▶ Data for the task:

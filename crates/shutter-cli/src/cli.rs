//! Command-line interface definition.
//!
//! clap v4 derive surface. Both commands share the project-location flags;
//! the mode is implied by the command itself, never by an environment probe
//! at use sites.

use std::path::PathBuf;

use clap::{Parser, Subcommand};

/// Shutter - build pipeline for the camera front-end
#[derive(Parser, Debug)]
#[command(
    name = "shutter",
    version,
    about = "Bundles the camera app: components in, one script and stylesheet out",
    long_about = "Shutter bundles the camera front-end from src/main.js into a single\n\
                  IIFE script and an extracted stylesheet under public/. The dev command\n\
                  watches the project, rebuilds on change, and starts the app's own dev\n\
                  server after the first successful build."
)]
pub struct Cli {
    /// Enable verbose logging (debug level)
    #[arg(short, long, global = true)]
    pub verbose: bool,

    /// Suppress all output except errors
    #[arg(short, long, global = true, conflicts_with = "verbose")]
    pub quiet: bool,

    /// Disable colored output
    #[arg(long, global = true)]
    pub no_color: bool,

    #[command(subcommand)]
    pub command: Command,
}

#[derive(Subcommand, Debug)]
pub enum Command {
    /// Production build: minified bundle, no dev server, no live reload
    Build(BuildArgs),
    /// Development loop: watch, rebuild, live reload, app dev server
    Dev(DevArgs),
}

#[derive(clap::Args, Debug, Clone)]
pub struct BuildArgs {
    /// Project root directory
    #[arg(long, default_value = ".")]
    pub root: PathBuf,

    /// Configuration file (defaults to shutter.toml in the project root)
    #[arg(short, long)]
    pub config: Option<PathBuf>,
}

#[derive(clap::Args, Debug, Clone)]
pub struct DevArgs {
    /// Project root directory
    #[arg(long, default_value = ".")]
    pub root: PathBuf,

    /// Configuration file (defaults to shutter.toml in the project root)
    #[arg(short, long)]
    pub config: Option<PathBuf>,

    /// Skip launching the app's dev server after the first build
    #[arg(long)]
    pub no_serve: bool,
}
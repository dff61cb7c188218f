//! Build driver.
//!
//! One `build()` call runs a full pass: collect the module graph, render the
//! chunk, run every stage's `generate_bundle` in pipeline order, write the
//! files, then run every stage's `write_bundle` in pipeline order. The driver
//! holds the stage list across passes, so stage state (the dev-server launch
//! guard, the reload watcher) survives rebuilds in watch mode.

use std::path::PathBuf;
use std::time::Instant;

use shutter_config::ShutterConfig;

use crate::bundle::{Bundle, WriteBundleArgs};
use crate::error::Result;
use crate::plugin::SharedPlugin;
use crate::{graph, render, writer};

/// Outcome of one completed build pass.
#[derive(Debug, Clone)]
pub struct BuildSummary {
    /// Modules bundled into the chunk.
    pub modules: usize,
    /// Files written, relative to the output directory.
    pub files: Vec<String>,
    pub duration_ms: u64,
}

pub struct Bundler {
    config: ShutterConfig,
    project_root: PathBuf,
    plugins: Vec<SharedPlugin>,
}

impl Bundler {
    pub fn new(
        config: ShutterConfig,
        project_root: impl Into<PathBuf>,
        plugins: Vec<SharedPlugin>,
    ) -> Self {
        Self {
            config,
            project_root: project_root.into(),
            plugins,
        }
    }

    pub fn config(&self) -> &ShutterConfig {
        &self.config
    }

    pub fn plugins(&self) -> &[SharedPlugin] {
        &self.plugins
    }

    /// Run one full build pass.
    pub fn build(&self) -> Result<BuildSummary> {
        let started = Instant::now();

        let modules = graph::collect(&self.project_root, &self.config.input, &self.plugins)?;
        let chunk = render::render_iife(&modules, &self.config.output);

        let mut bundle = Bundle {
            chunks: vec![chunk],
            assets: Vec::new(),
        };
        for plugin in &self.plugins {
            plugin.generate_bundle(&mut bundle)?;
            tracing::trace!(plugin = %plugin.name(), "generate_bundle done");
        }

        let output_dir = self.project_root.join(self.config.output_dir());
        let files = writer::write_bundle_to(&bundle, &output_dir)?;

        let args = WriteBundleArgs {
            output_dir,
            files: files.clone(),
        };
        for plugin in &self.plugins {
            plugin.write_bundle(&args)?;
            tracing::trace!(plugin = %plugin.name(), "write_bundle done");
        }

        let summary = BuildSummary {
            modules: modules.len(),
            files,
            duration_ms: started.elapsed().as_millis() as u64,
        };
        tracing::info!(
            modules = summary.modules,
            files = summary.files.len(),
            duration_ms = summary.duration_ms,
            "build pass complete"
        );
        Ok(summary)
    }
}
//! Command implementations.

mod build;
mod dev;

pub use build::execute as build_execute;
pub use dev::execute as dev_execute;

use std::path::{Path, PathBuf};

use shutter_config::{validate, ConfigDiscovery, ShutterConfig};

use crate::error::{CliError, Result};

/// Resolve the project root and load a validated configuration for it.
fn load_config(root: &Path, config_path: Option<&Path>) -> Result<(PathBuf, ShutterConfig)> {
    let root = root
        .canonicalize()
        .map_err(|_| CliError::FileNotFound(root.to_path_buf()))?;

    let discovery = ConfigDiscovery::new(&root);
    let config = match config_path {
        Some(path) => discovery.load_from(path)?,
        None => discovery.load_or_default()?,
    };
    validate(&config)?;
    Ok((root, config))
}

#[cfg(test)]
mod tests {
    use super::*;
    use std::fs;

    #[test]
    fn loads_defaults_without_a_config_file() {
        let dir = tempfile::tempdir().unwrap();
        let (root, config) = load_config(dir.path(), None).unwrap();
        assert!(root.is_absolute());
        assert_eq!(config.output.name, "app");
    }

    #[test]
    fn invalid_config_is_rejected_on_load() {
        let dir = tempfile::tempdir().unwrap();
        fs::write(
            dir.path().join("shutter.toml"),
            "[output]\nformat = \"esm\"\n",
        )
        .unwrap();
        assert!(load_config(dir.path(), None).is_err());
    }

    #[test]
    fn missing_root_is_reported() {
        let err = load_config(Path::new("/definitely/not/here"), None).unwrap_err();
        assert!(matches!(err, CliError::FileNotFound(_)));
    }
}
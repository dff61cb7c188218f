//! Terminal status messages.
//!
//! Small glyph-prefixed helpers on stderr, so stdout stays clean for piping.

use owo_colors::OwoColorize;

/// Apply the color override flags before any output is printed.
pub fn init_colors(no_color: bool) {
    if no_color || std::env::var_os("NO_COLOR").is_some() {
        console::set_colors_enabled(false);
        console::set_colors_enabled_stderr(false);
    }
}

pub fn success(message: &str) {
    eprintln!("{} {}", "✓".green().bold(), message);
}

pub fn info(message: &str) {
    eprintln!("{} {}", "ℹ".blue().bold(), message);
}

pub fn warning(message: &str) {
    eprintln!("{} {}", "⚠".yellow().bold(), message.yellow());
}

pub fn error(message: &str) {
    eprintln!("{} {}", "✗".red().bold(), message.red());
}

/// `123ms` below a second, `1.23s` above.
pub fn format_duration(ms: u64) -> String {
    if ms < 1000 {
        format!("{ms}ms")
    } else {
        format!("{:.2}s", ms as f64 / 1000.0)
    }
}
//! Concrete pipeline stages.

pub mod commonjs;
pub mod component;
pub mod livereload;
pub mod minify;
pub mod resolve;
pub mod serve;
pub mod styles;

pub use commonjs::CommonJsPlugin;
pub use component::{ComponentOptions, ComponentPlugin};
pub use livereload::{LiveReloadPlugin, ReloadEvent};
pub use minify::{MinifyLevel, MinifyPlugin};
pub use resolve::{ResolveOptions, ResolvePlugin};
pub use serve::DevServeLauncher;
pub use styles::{StylesOptions, StylesPlugin};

▶ Instructions for the task: Copy the records exactly, keeping every word in place.

▶ Exercise response:
filename crates/shutter-cli/src/cli.rs
//! Command-line interface definition.
//!
//! clap v4 derive surface. Both commands share the project-location flags;
//! the mode is implied by the command itself, never by an environment probe
//! at use sites.

use std::path::PathBuf;

use clap::{Parser, Subcommand};

/// Shutter - build pipeline for the camera front-end
#[derive(Parser, Debug)]
#[command(
    name = "shutter",
    version,
    about = "Bundles the camera app: components in, one script and stylesheet out",
    long_about = "Shutter bundles the camera front-end from src/main.js into a single\n\
                  IIFE script and an extracted stylesheet under public/. The dev command\n\
                  watches the project, rebuilds on change, and starts the app's own dev\n\
                  server after the first successful build."
)]
pub struct Cli {
    /// Enable verbose logging (debug level)
    #[arg(short, long, global = true)]
    pub verbose: bool,

    /// Suppress all output except errors
    #[arg(short, long, global = true, conflicts_with = "verbose")]
    pub quiet: bool,

    /// Disable colored output
    #[arg(long, global = true)]
    pub no_color: bool,

    #[command(subcommand)]
    pub command: Command,
}

#[derive(Subcommand, Debug)]
pub enum Command {
    /// Production build: minified bundle, no dev server, no live reload
    Build(BuildArgs),
    /// Development loop: watch, rebuild, live reload, app dev server
    Dev(DevArgs),
}

#[derive(clap::Args, Debug, Clone)]
pub struct BuildArgs {
    /// Project root directory
    #[arg(long, default_value = ".")]
    pub root: PathBuf,

    /// Configuration file (defaults to shutter.toml in the project root)
    #[arg(short, long)]
    pub config: Option<PathBuf>,
}

#[derive(clap::Args, Debug, Clone)]
pub struct DevArgs {
    /// Project root directory
    #[arg(long, default_value = ".")]
    pub root: PathBuf,

    /// Configuration file (defaults to shutter.toml in the project root)
    #[arg(short, long)]
    pub config: Option<PathBuf>,

    /// Skip launching the app's dev server after the first build
    #[arg(long)]
    pub no_serve: bool,
}
repository dff61cb7c188218f
//! Build driver.
//!
//! One `build()` call runs a full pass: collect the module graph, render the
//! chunk, run every stage's `generate_bundle` in pipeline order, write the
//! files, then run every stage's `write_bundle` in pipeline order. The driver
//! holds the stage list across passes, so stage state (the dev-server launch
//! guard, the reload watcher) survives rebuilds in watch mode.

use std::path::PathBuf;
use std::time::Instant;

use shutter_config::ShutterConfig;

use crate::bundle::{Bundle, WriteBundleArgs};
use crate::error::Result;
use crate::plugin::SharedPlugin;
use crate::{graph, render, writer};

/// Outcome of one completed build pass.
#[derive(Debug, Clone)]
pub struct BuildSummary {
    /// Modules bundled into the chunk.
    pub modules: usize,
    /// Files written, relative to the output directory.
    pub files: Vec<String>,
    pub duration_ms: u64,
}

pub struct Bundler {
    config: ShutterConfig,
    project_root: PathBuf,
    plugins: Vec<SharedPlugin>,
}

impl Bundler {
    pub fn new(
        config: ShutterConfig,
        project_root: impl Into<PathBuf>,
        plugins: Vec<SharedPlugin>,
    ) -> Self {
        Self {
            config,
            project_root: project_root.into(),
            plugins,
        }
    }

    pub fn config(&self) -> &ShutterConfig {
        &self.config
    }

    pub fn plugins(&self) -> &[SharedPlugin] {
        &self.plugins
    }

    /// Run one full build pass.
    pub fn build(&self) -> Result<BuildSummary> {
        let started = Instant::now();

        let modules = graph::collect(&self.project_root, &self.config.input, &self.plugins)?;
        let chunk = render::render_iife(&modules, &self.config.output);

        let mut bundle = Bundle {
            chunks: vec![chunk],
            assets: Vec::new(),
        };
        for plugin in &self.plugins {
            plugin.generate_bundle(&mut bundle)?;
            tracing::trace!(plugin = %plugin.name(), "generate_bundle done");
        }

        let output_dir = self.project_root.join(self.config.output_dir());
        let files = writer::write_bundle_to(&bundle, &output_dir)?;

        let args = WriteBundleArgs {
            output_dir,
            files: files.clone(),
        };
        for plugin in &self.plugins {
            plugin.write_bundle(&args)?;
            tracing::trace!(plugin = %plugin.name(), "write_bundle done");
        }

        let summary = BuildSummary {
            modules: modules.len(),
            files,
            duration_ms: started.elapsed().as_millis() as u64,
        };
        tracing::info!(
            modules = summary.modules,
            files = summary.files.len(),
            duration_ms = summary.duration_ms,
            "build pass complete"
        );
        Ok(summary)
    }
}
//! Command implementations.

mod build;
mod dev;

pub use build::execute as build_execute;
pub use dev::execute as dev_execute;

use std::path::{Path, PathBuf};

use shutter_config::{validate, ConfigDiscovery, ShutterConfig};

use crate::error::{CliError, Result};

/// Resolve the project root and load a validated configuration for it.
fn load_config(root: &Path, config_path: Option<&Path>) -> Result<(PathBuf, ShutterConfig)> {
    let root = root
        .canonicalize()
        .map_err(|_| CliError::FileNotFound(root.to_path_buf()))?;

    let discovery = ConfigDiscovery::new(&root);
    let config = match config_path {
        Some(path) => discovery.load_from(path)?,
        None => discovery.load_or_default()?,
    };
    validate(&config)?;
    Ok((root, config))
}

#[cfg(test)]
mod tests {
    use super::*;
    use std::fs;

    #[test]
    fn loads_defaults_without_a_config_file() {
        let dir = tempfile::tempdir().unwrap();
        let (root, config) = load_config(dir.path(), None).unwrap();
        assert!(root.is_absolute());
        assert_eq!(config.output.name, "app");
    }

    #[test]
    fn invalid_config_is_rejected_on_load() {
        let dir = tempfile::tempdir().unwrap();
        fs::write(
            dir.path().join("shutter.toml"),
            "[output]\nformat = \"esm\"\n",
        )
        .unwrap();
        assert!(load_config(dir.path(), None).is_err());
    }

    #[test]
    fn missing_root_is_reported() {
        let err = load_config(Path::new("/definitely/not/here"), None).unwrap_err();
        assert!(matches!(err, CliError::FileNotFound(_)));
    }
}
repository dff61cb7c188218f
//! Terminal status messages.
//!
//! Small glyph-prefixed helpers on stderr, so stdout stays clean for piping.

use owo_colors::OwoColorize;

/// Apply the color override flags before any output is printed.
pub fn init_colors(no_color: bool) {
    if no_color || std::env::var_os("NO_COLOR").is_some() {
        console::set_colors_enabled(false);
        console::set_colors_enabled_stderr(false);
    }
}

pub fn success(message: &str) {
    eprintln!("{} {}", "✓".green().bold(), message);
}

pub fn info(message: &str) {
    eprintln!("{} {}", "ℹ".blue().bold(), message);
}

pub fn warning(message: &str) {
    eprintln!("{} {}", "⚠".yellow().bold(), message.yellow());
}

pub fn error(message: &str) {
    eprintln!("{} {}", "✗".red().bold(), message.red());
}

/// `123ms` below a second, `1.23s` above.
pub fn format_duration(ms: u64) -> String {
    if ms < 1000 {
        format!("{ms}ms")
    } else {
        format!("{:.2}s", ms as f64 / 1000.0)
    }
}
//! Concrete pipeline stages.

pub mod commonjs;
pub mod component;
pub mod livereload;
pub mod minify;
pub mod resolve;
pub mod serve;
pub mod styles;

pub use commonjs::CommonJsPlugin;
pub use component::{ComponentOptions, ComponentPlugin};
pub use livereload::{LiveReloadPlugin, ReloadEvent};
pub use minify::{MinifyLevel, MinifyPlugin};
pub use resolve::{ResolveOptions, ResolvePlugin};
pub use serve::DevServeLauncher;
pub use styles::{StylesOptions, StylesPlugin};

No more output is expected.